One main finding of this study is that S-BSI achieved better image quality of lung lesions than D-BSI. When using image processing techniques, it is important to maintain the image quality of lung lesions in the generated images as close as possible to that in the original CXR. The reason is that addition or removal in the generated images can increase the rates of false-positives or false-negatives. Freedman et al [15] reported that viewing BSI generated by a software tool increased false-negative decisions by 2% and false-positive findings by 4% per radiologist in lung cancer patients, resulting in significant loss of specificity from 96.1 to 91.8. Bone suppression can suppress ribs and also the lung lesions or vascular structures. For the image quality of lung lesions, we noticed that SSIM in S-BSI was significantly higher than that in D-BSI. This is consistent with the visual analysis by radiologists. All the radiologists gave higher image quality scores for lung lesions to S-BSI than D-BSI. However, the better image quality for lung lesions in BSI does not imply better performance and confidence of radiologists. Szucs-Farkas et al [4] found no difference in the false-positive and true-positive rates between DES-based and software-based images. Li et al [7] showed that the mean confidence level of readers regarding the presence of cancer decreased by viewing supplementary D-BSI, but there was no change when using S-BSI. These results are controversial because many factors influence the reader’s performance [11, 29,30,31]. It is not easy to determine whether the improved image quality of the lesions is more important than other factors. For example, the reader’s expertise and experience level for newly processed images can be more important than image quality to distinguish artificial findings from real lesions. In addition, the presence or absence of lung lesions in BSI is always decided with a paired original CXR. Nevertheless, maintaining the image quality of lesions as close as possible to that in the original image is believed to be essential when using newly processed images in clinical practice.

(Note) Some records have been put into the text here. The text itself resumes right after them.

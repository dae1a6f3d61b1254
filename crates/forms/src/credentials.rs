use crate::customer::is_valid_email;
use crate::errors::FieldErrors;
use crate::fields::RawFields;

pub const FIELD_EMAIL: &str = "email";
pub const FIELD_PASSWORD: &str = "password";

const MIN_PASSWORD_LEN: usize = 6;

/// Validated sign-in submission.
///
/// The password is intentionally opaque here; verification happens behind
/// the authenticator boundary.
#[derive(Clone, PartialEq, Eq)]
pub struct CredentialsPayload {
    pub email: String,
    pub password: String,
}

impl core::fmt::Debug for CredentialsPayload {
    fn fmt(&self, f: &mut core::fmt::Formatter<'_>) -> core::fmt::Result {
        // Never log the password.
        f.debug_struct("CredentialsPayload")
            .field("email", &self.email)
            .field("password", &"<redacted>")
            .finish()
    }
}

/// Validation schema for sign-in submissions.
///
/// A failure here is indistinguishable from a wrong password for the caller:
/// both map to the invalid-credentials message without a store lookup.
pub struct CredentialsSchema;

impl CredentialsSchema {
    pub fn parse(fields: &RawFields) -> Result<CredentialsPayload, FieldErrors> {
        let mut errors = FieldErrors::new();

        let email = fields.get(FIELD_EMAIL).trim();
        if !is_valid_email(email) {
            errors.push(FIELD_EMAIL, "invalid email");
        }

        let password = fields.get(FIELD_PASSWORD);
        if password.len() < MIN_PASSWORD_LEN {
            errors.push(FIELD_PASSWORD, "password too short");
        }

        if !errors.is_empty() {
            return Err(errors);
        }
        Ok(CredentialsPayload {
            email: email.to_string(),
            password: password.to_string(),
        })
    }
}

#[cfg(test)]
mod tests {
    use super::*;

    #[test]
    fn accepts_plausible_credentials() {
        let fields = RawFields::from([(FIELD_EMAIL, "user@tallydesk.dev"), (FIELD_PASSWORD, "123456")]);
        assert!(CredentialsSchema::parse(&fields).is_ok());
    }

    #[test]
    fn rejects_short_password() {
        let fields = RawFields::from([(FIELD_EMAIL, "user@tallydesk.dev"), (FIELD_PASSWORD, "12345")]);
        assert!(CredentialsSchema::parse(&fields).is_err());
    }

    #[test]
    fn debug_never_shows_password() {
        let payload = CredentialsPayload {
            email: "user@tallydesk.dev".into(),
            password: "hunter2secret".into(),
        };
        let rendered = format!("{payload:?}");
        assert!(!rendered.contains("hunter2secret"));
    }
}
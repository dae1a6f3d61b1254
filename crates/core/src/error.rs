//! Domain error model.

use thiserror::Error;

/// Result type used across the domain layer.
pub type DomainResult<T> = Result<T, DomainError>;

/// Domain-level error.
///
/// Keep this focused on deterministic domain failures (validation, invalid
/// identifiers, missing records). Infrastructure concerns belong elsewhere.
#[derive(Debug, Error, Clone, PartialEq, Eq)]
pub enum DomainError {
    /// A value failed validation (e.g. malformed input).
    #[error("validation failed: {0}")]
    Validation(String),

    /// An identifier was invalid (e.g. parse failure).
    #[error("invalid identifier: {0}")]
    InvalidId(String),

    /// A requested record was not found (domain-level).
    #[error("not found")]
    NotFound,
}

impl DomainError {
    pub fn validation(msg: impl Into<String>) -> Self {
        Self::Validation(msg.into())
    }

    pub fn invalid_id(msg: impl Into<String>) -> Self {
        Self::InvalidId(msg.into())
    }

    pub fn not_found() -> Self {
        Self::NotFound
    }
}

As expected, this study showed that the software-based image processing technique can decrease the radiation dose over the hardware-based image processing technique. Fischbach et al [12] reported that DES increased the total examination dose by only 14% based on the phantom entrance dose. However, the present study showed that adding a second exposure in DES increased the total examination dose by 91.8%. This discrepancy is because the previous study included the radiation dose in the lateral chest examination. Excluding this radiation dose, the results of the current study are almost identical to those of the previous study. In a dual-energy system, the radiation dose level is a very important factor because the image quality of DES images can vary with the radiation dose [13]. It may cause severe bias in the comparison of image quality. To address this, a preliminary phantom study with various radiation levels was performed to determine the optimal radiation dose level before the current prospective study.

This study has several limitations. First, software-based bone suppression images can be easily differentiated from DES-based bone suppression images, which may cause bias. To address this bias, an ROI-based image quality analysis was also performed. We believe that this method can mitigate the impact of the bias and serve as a more objective method of assessing image quality analyses. Second, the present study did not include the observer performance test for lesion detection. As described above, better image quality in BSI does not guarantee better performance. However, the current study population is not suitable for the lesion detection test because it comprised inpatients for the workup of lung lesions. Most lung lesions can be easily detected. To clarify a relationship between image quality and observer performance, further study is needed. Third, general applications of some current results are limited because of a small number of patients.

In conclusion, bone suppression software significantly improved the image quality of bone suppression images with a relatively low radiation dose, compared with the dual-energy subtraction technique.